(Stored data)
● ● ●
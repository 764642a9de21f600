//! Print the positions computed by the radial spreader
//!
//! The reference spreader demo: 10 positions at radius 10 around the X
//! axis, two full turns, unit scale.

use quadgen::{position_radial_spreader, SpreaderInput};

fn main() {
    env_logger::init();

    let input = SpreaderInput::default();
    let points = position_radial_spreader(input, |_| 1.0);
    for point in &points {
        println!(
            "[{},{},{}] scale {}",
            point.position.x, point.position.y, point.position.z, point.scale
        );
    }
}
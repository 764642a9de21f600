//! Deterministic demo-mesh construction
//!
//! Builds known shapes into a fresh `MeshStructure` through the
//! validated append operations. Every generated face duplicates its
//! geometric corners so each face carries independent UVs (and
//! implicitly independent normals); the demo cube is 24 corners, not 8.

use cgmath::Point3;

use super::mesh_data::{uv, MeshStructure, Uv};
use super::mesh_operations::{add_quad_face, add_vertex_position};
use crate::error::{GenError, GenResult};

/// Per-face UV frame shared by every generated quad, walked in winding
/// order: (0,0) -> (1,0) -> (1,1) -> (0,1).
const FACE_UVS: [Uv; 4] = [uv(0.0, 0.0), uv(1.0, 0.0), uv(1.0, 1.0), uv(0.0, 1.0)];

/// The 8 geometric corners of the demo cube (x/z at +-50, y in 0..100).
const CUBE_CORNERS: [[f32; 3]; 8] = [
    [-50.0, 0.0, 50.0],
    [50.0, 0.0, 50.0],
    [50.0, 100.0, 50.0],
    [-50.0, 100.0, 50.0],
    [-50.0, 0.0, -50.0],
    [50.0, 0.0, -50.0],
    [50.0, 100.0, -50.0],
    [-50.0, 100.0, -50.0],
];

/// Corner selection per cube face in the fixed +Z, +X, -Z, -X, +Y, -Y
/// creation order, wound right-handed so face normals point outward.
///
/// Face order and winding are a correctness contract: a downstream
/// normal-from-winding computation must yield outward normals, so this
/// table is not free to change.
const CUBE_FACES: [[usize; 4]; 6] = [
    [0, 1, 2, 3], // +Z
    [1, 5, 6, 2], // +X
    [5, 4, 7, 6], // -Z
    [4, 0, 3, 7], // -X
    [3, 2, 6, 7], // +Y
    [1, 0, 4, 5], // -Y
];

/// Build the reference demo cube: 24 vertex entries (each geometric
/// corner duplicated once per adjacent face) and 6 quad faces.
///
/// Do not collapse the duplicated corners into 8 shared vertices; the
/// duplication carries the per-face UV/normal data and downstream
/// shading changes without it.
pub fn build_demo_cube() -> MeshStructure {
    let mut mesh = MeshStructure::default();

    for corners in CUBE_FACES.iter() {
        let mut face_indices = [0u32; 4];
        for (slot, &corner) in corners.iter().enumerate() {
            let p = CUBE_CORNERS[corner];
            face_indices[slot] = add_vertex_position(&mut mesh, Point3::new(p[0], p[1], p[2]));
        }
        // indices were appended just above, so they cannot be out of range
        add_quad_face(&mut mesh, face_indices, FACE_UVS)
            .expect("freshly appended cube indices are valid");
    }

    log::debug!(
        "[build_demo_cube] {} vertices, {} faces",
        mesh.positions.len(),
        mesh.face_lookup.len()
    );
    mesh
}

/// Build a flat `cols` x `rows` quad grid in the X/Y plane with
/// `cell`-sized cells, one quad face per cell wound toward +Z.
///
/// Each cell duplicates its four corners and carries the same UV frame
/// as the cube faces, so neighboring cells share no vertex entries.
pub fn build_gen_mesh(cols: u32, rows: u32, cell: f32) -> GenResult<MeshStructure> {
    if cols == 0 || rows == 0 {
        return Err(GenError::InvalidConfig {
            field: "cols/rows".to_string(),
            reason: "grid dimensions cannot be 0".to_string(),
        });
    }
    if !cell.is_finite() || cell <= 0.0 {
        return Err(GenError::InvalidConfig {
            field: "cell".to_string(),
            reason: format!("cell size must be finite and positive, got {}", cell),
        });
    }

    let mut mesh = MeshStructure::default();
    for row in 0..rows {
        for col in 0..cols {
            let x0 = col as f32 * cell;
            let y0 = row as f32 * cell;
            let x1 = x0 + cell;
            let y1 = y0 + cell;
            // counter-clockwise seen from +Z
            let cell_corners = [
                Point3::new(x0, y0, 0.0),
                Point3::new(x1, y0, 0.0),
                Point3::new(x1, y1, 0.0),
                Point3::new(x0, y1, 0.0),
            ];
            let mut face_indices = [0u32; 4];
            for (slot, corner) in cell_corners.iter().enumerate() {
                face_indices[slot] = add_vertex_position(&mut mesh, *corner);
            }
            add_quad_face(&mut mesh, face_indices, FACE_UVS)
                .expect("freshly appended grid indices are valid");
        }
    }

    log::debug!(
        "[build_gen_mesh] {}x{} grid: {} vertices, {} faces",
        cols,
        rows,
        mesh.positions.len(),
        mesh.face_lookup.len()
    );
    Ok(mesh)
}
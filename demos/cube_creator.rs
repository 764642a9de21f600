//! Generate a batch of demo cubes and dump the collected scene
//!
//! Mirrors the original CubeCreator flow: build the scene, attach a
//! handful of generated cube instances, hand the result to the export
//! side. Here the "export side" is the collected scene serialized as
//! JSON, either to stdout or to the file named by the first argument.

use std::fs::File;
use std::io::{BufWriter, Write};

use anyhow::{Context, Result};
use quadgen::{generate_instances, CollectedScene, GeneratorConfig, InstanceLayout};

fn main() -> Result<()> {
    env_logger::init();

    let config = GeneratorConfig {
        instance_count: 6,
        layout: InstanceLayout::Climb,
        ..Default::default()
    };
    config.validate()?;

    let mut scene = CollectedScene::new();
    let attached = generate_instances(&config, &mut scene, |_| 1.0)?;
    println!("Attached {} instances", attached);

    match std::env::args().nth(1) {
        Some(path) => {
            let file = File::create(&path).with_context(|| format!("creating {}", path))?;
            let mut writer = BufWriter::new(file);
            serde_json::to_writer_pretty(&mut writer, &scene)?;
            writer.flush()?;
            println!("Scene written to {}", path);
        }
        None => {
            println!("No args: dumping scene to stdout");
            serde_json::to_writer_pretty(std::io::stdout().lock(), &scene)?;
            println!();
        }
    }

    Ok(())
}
● ● ●
> [EXERCISE BRIEF]: Extract all lines from the data in which "wound" is found.

> [EXERCISE ANSWER]:
/// creation order, wound right-handed so face normals point outward.
/// `cell`-sized cells, one quad face per cell wound toward +Z.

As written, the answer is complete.